▶ [Problem details] Please show every line in the entries below that includes the word "MessageParser".

(Data entries)

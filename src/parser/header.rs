//! Header text handling: raw byte decoding, folding, RFC 2047 encoded-words,
//! and coercive date parsing.

use base64::{engine::general_purpose, Engine as _};
use chrono::{DateTime, FixedOffset, NaiveDateTime, TimeZone, Utc};
use tracing::{debug, warn};

/// Decode `bytes` with a declared charset label.
///
/// Any label known to `encoding_rs` is accepted (`iso-8859-1`, `koi8-r`,
/// `windows-1252`, ...). Without a label, or with an unknown one, the bytes
/// are read as UTF-8 with invalid sequences replaced. Never fails.
pub fn decode_with_charset(bytes: &[u8], declared: Option<&str>) -> String {
    let Some(label) = declared.map(str::trim).filter(|l| !l.is_empty()) else {
        return String::from_utf8_lossy(bytes).into_owned();
    };

    // RFC 2231 allows a language suffix: "utf-8*en"
    let label = label.split('*').next().unwrap_or(label);

    match label.to_lowercase().as_str() {
        "utf-8" | "utf8" => String::from_utf8_lossy(bytes).into_owned(),
        _ => match encoding_rs::Encoding::for_label(label.as_bytes()) {
            Some(encoding) => {
                let (decoded, _, _) = encoding.decode(bytes);
                decoded.into_owned()
            }
            None => {
                warn!(charset = label, "Unknown charset, falling back to UTF-8 lossy");
                String::from_utf8_lossy(bytes).into_owned()
            }
        },
    }
}

/// Return the charset declared by the first encoded-word in `raw`, if any.
///
/// `"Re: =?ISO-8859-1?Q?caf=E9?="` → `Some("ISO-8859-1")`
pub fn declared_charset(raw: &str) -> Option<String> {
    let mut remaining = raw;
    while let Some(start) = remaining.find("=?") {
        let after = &remaining[start + 2..];
        if let Some(word) = split_encoded_word(after) {
            return Some(word.charset.to_string());
        }
        remaining = after;
    }
    None
}

/// Turn a raw header block (as received from the server) into text.
///
/// Header bytes are normally 7-bit, but some senders emit raw 8-bit text.
/// Those bytes are read with the charset of the first encoded-word found in
/// the block, else as UTF-8, else as Windows-1252 (which accepts every byte).
pub fn decode_raw_header(bytes: &[u8]) -> String {
    let bytes = bytes.strip_prefix(b"\xEF\xBB\xBF").unwrap_or(bytes);

    if bytes.is_ascii() {
        return String::from_utf8_lossy(bytes).into_owned();
    }

    let ascii_view = String::from_utf8_lossy(bytes);
    let declared = declared_charset(&ascii_view)
        .and_then(|charset| encoding_rs::Encoding::for_label(charset.as_bytes()))
        .filter(|encoding| encoding.is_ascii_compatible());
    if let Some(encoding) = declared {
        let (decoded, had_errors) = encoding.decode_without_bom_handling(bytes);
        if !had_errors {
            return decoded.into_owned();
        }
        debug!(charset = encoding.name(), "Header bytes invalid in declared charset");
    }

    if let Ok(s) = std::str::from_utf8(bytes) {
        return s.to_string();
    }

    let (decoded, _) = encoding_rs::WINDOWS_1252.decode_without_bom_handling(bytes);
    decoded.into_owned()
}

/// Unfold headers: join continuation lines (starting with space or tab) with the previous header.
///
/// Returns a list of `(lowercase_name, raw_value)` pairs in header order.
pub fn unfold_headers(text: &str) -> Vec<(String, String)> {
    let mut result: Vec<(String, String)> = Vec::new();

    for line in text.lines() {
        if line.is_empty() {
            // End of the header block
            break;
        }
        if line.starts_with(' ') || line.starts_with('\t') {
            if let Some(last) = result.last_mut() {
                last.1.push(' ');
                last.1.push_str(line.trim());
            }
        } else if let Some(colon_pos) = line.find(':') {
            let name = line[..colon_pos].trim().to_lowercase();
            let value = line[colon_pos + 1..].trim().to_string();
            result.push((name, value));
        }
    }

    result
}

/// Get the first value for a header name (case-insensitive).
pub fn get_header(headers: &[(String, String)], name: &str) -> Option<String> {
    let name = name.to_lowercase();
    headers
        .iter()
        .find(|(k, _)| *k == name)
        .map(|(_, v)| v.clone())
}

/// Decode RFC 2047 encoded-words in a header value.
///
/// Example: `"=?UTF-8?B?SG9sYQ==?= =?UTF-8?B?IG11bmRv?="` → `"Hola mundo"`
///
/// Each word is decoded with its own declared charset. Whitespace between two
/// adjacent encoded-words is dropped (RFC 2047 §6.2). A malformed word is
/// kept verbatim, so plain text always comes back unchanged.
pub fn decode_header_value(input: &str) -> String {
    let mut result = String::with_capacity(input.len());
    let mut remaining = input;
    let mut last_was_encoded = false;

    while let Some(start) = remaining.find("=?") {
        let before = &remaining[..start];
        if !last_was_encoded || !before.trim().is_empty() {
            result.push_str(before);
        }

        let after_start = &remaining[start + 2..];

        match split_encoded_word(after_start).and_then(|w| w.decode().map(|t| (t, w.consumed))) {
            Some((text, consumed)) => {
                result.push_str(&text);
                remaining = &after_start[consumed..];
                last_was_encoded = true;
            }
            None => {
                result.push_str("=?");
                remaining = after_start;
                last_was_encoded = false;
            }
        }
    }

    result.push_str(remaining);
    result
}

/// The three parts of an encoded-word, borrowed from the header text.
struct EncodedWord<'a> {
    charset: &'a str,
    encoding: &'a str,
    text: &'a str,
    /// Bytes consumed from the string *after* the initial `=?`.
    consumed: usize,
}

impl EncodedWord<'_> {
    fn decode(&self) -> Option<String> {
        let bytes = match self.encoding.to_ascii_uppercase().as_str() {
            "B" => {
                let compact: String = self.text.chars().filter(|c| !c.is_whitespace()).collect();
                general_purpose::STANDARD
                    .decode(compact.as_bytes())
                    .or_else(|_| general_purpose::STANDARD_NO_PAD.decode(compact.trim_end_matches('=')))
                    .ok()?
            }
            "Q" => decode_q_encoding(self.text),
            _ => return None,
        };
        Some(decode_with_charset(&bytes, Some(self.charset)))
    }
}

/// Split `charset?encoding?text?=` (the part after `=?`).
fn split_encoded_word(s: &str) -> Option<EncodedWord<'_>> {
    let first_q = s.find('?')?;
    let charset = &s[..first_q];
    if charset.is_empty() || charset.contains(char::is_whitespace) {
        return None;
    }

    let rest = &s[first_q + 1..];
    let second_q = rest.find('?')?;
    let encoding = &rest[..second_q];

    let rest2 = &rest[second_q + 1..];
    let end = rest2.find("?=")?;

    Some(EncodedWord {
        charset,
        encoding,
        text: &rest2[..end],
        consumed: first_q + 1 + second_q + 1 + end + 2,
    })
}

/// Decode Q-encoding (RFC 2047): underscores → spaces, `=XX` → byte.
fn decode_q_encoding(input: &str) -> Vec<u8> {
    let mut result = Vec::with_capacity(input.len());
    let bytes = input.as_bytes();
    let mut i = 0;
    while i < bytes.len() {
        match bytes[i] {
            b'_' => {
                result.push(b' ');
                i += 1;
            }
            b'=' if i + 2 < bytes.len() => {
                match std::str::from_utf8(&bytes[i + 1..i + 3])
                    .ok()
                    .and_then(|hex| u8::from_str_radix(hex, 16).ok())
                {
                    Some(byte) => {
                        result.push(byte);
                        i += 3;
                    }
                    None => {
                        result.push(b'=');
                        i += 1;
                    }
                }
            }
            b => {
                result.push(b);
                i += 1;
            }
        }
    }
    result
}

/// Parse an email date string, coercively.
///
/// Supports RFC 2822, ISO 8601, trailing comments such as `(UTC)`, and many
/// broken real-world variants. The sender's UTC offset is preserved; forms
/// without an offset are taken as UTC. Returns `None` when nothing matches.
pub fn parse_date(date_str: &str) -> Option<DateTime<FixedOffset>> {
    let trimmed = strip_trailing_comment(date_str.trim());
    if trimmed.is_empty() {
        return None;
    }

    if let Ok(dt) = DateTime::parse_from_rfc2822(trimmed) {
        return Some(dt);
    }

    if let Ok(dt) = DateTime::parse_from_rfc3339(trimmed) {
        return Some(dt);
    }

    let no_dow = strip_day_of_week(trimmed);
    let no_dow_normalized = normalize_imap_date(&no_dow);

    let formats = [
        "%d %b %Y %H:%M:%S %z",
        "%d %b %Y %H:%M %z",
        "%d %b %Y %H:%M:%S",
        "%b %d %H:%M:%S %Y",
        "%Y-%m-%dT%H:%M:%S%z",
        "%Y-%m-%dT%H:%M:%SZ",
        "%Y-%m-%d %H:%M:%S %z",
        "%Y-%m-%d %H:%M:%S",
        "%d/%m/%Y %H:%M:%S",
        "%m/%d/%Y %H:%M:%S",
    ];

    for candidate in [&no_dow, &no_dow_normalized] {
        for fmt in &formats {
            if let Ok(dt) = DateTime::parse_from_str(candidate, fmt) {
                return Some(dt);
            }
            if let Ok(ndt) = NaiveDateTime::parse_from_str(candidate, fmt) {
                return Some(Utc.from_utc_datetime(&ndt).fixed_offset());
            }
        }
    }

    for candidate in [&no_dow, &no_dow_normalized] {
        let replaced = replace_named_tz(candidate);
        for fmt in &formats {
            if let Ok(dt) = DateTime::parse_from_str(&replaced, fmt) {
                return Some(dt);
            }
        }
    }

    if let Some(dt) = mail_parser_date(trimmed) {
        return Some(dt);
    }

    debug!(date = trimmed, "Could not parse date");
    None
}

/// Attempt to parse a date using `mail-parser`'s built-in parser.
fn mail_parser_date(input: &str) -> Option<DateTime<FixedOffset>> {
    use mail_parser::MessageParser;

    let fake_msg = format!("Date: {input}\n\n");
    let parsed = MessageParser::default().parse(fake_msg.as_bytes())?;
    let dt = parsed.date()?.to_rfc3339();
    DateTime::parse_from_rfc3339(&dt).ok()
}

/// Drop a trailing parenthesized comment: `"... +0000 (UTC)"` → `"... +0000"`.
fn strip_trailing_comment(s: &str) -> &str {
    if s.ends_with(')') {
        if let Some(open) = s.rfind('(') {
            return s[..open].trim_end();
        }
    }
    s
}

/// Normalize IMAP-style dates: `"16-JUL-2025 03:01:03"` → `"16 Jul 2025 03:01:03"`.
fn normalize_imap_date(s: &str) -> String {
    if !s.contains('-') {
        return s.to_string();
    }

    const MONTHS: [&str; 12] = [
        "Jan", "Feb", "Mar", "Apr", "May", "Jun", "Jul", "Aug", "Sep", "Oct", "Nov", "Dec",
    ];

    for (pos, _) in s.char_indices() {
        // "-Jul-": both dashes are ASCII, so bytes 1 and 4 are char boundaries
        let Some(window) = s.get(pos..pos + 5) else {
            continue;
        };
        if !window.starts_with('-') || !window.ends_with('-') {
            continue;
        }
        if let Some(month) = MONTHS.iter().find(|m| window[1..4].eq_ignore_ascii_case(m)) {
            return format!("{} {month} {}", &s[..pos], &s[pos + 5..]);
        }
    }

    s.to_string()
}

/// Strip leading day-of-week prefix (e.g. "Thu, " or "Thu ").
fn strip_day_of_week(s: &str) -> String {
    const DAYS: [&str; 7] = ["Mon", "Tue", "Wed", "Thu", "Fri", "Sat", "Sun"];
    for day in DAYS {
        if let Some(rest) = s.strip_prefix(day) {
            if rest.starts_with(',') || rest.starts_with(' ') {
                return rest.trim_start_matches(',').trim().to_string();
            }
        }
    }
    s.to_string()
}

/// Replace well-known timezone abbreviations with numeric offsets.
fn replace_named_tz(s: &str) -> String {
    const TZS: [(&str, &str); 14] = [
        ("CEST", "+0200"),
        ("EST", "-0500"),
        ("EDT", "-0400"),
        ("CST", "-0600"),
        ("CDT", "-0500"),
        ("MST", "-0700"),
        ("MDT", "-0600"),
        ("PST", "-0800"),
        ("PDT", "-0700"),
        ("GMT", "+0000"),
        ("UTC", "+0000"),
        ("UT", "+0000"),
        ("CET", "+0100"),
        ("JST", "+0900"),
    ];
    for (name, offset) in TZS {
        if let Some(head) = s.strip_suffix(name) {
            return format!("{head}{offset}");
        }
    }
    s.to_string()
}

▶ [Task solution]
    use mail_parser::MessageParser;
    let parsed = MessageParser::default().parse(fake_msg.as_bytes())?;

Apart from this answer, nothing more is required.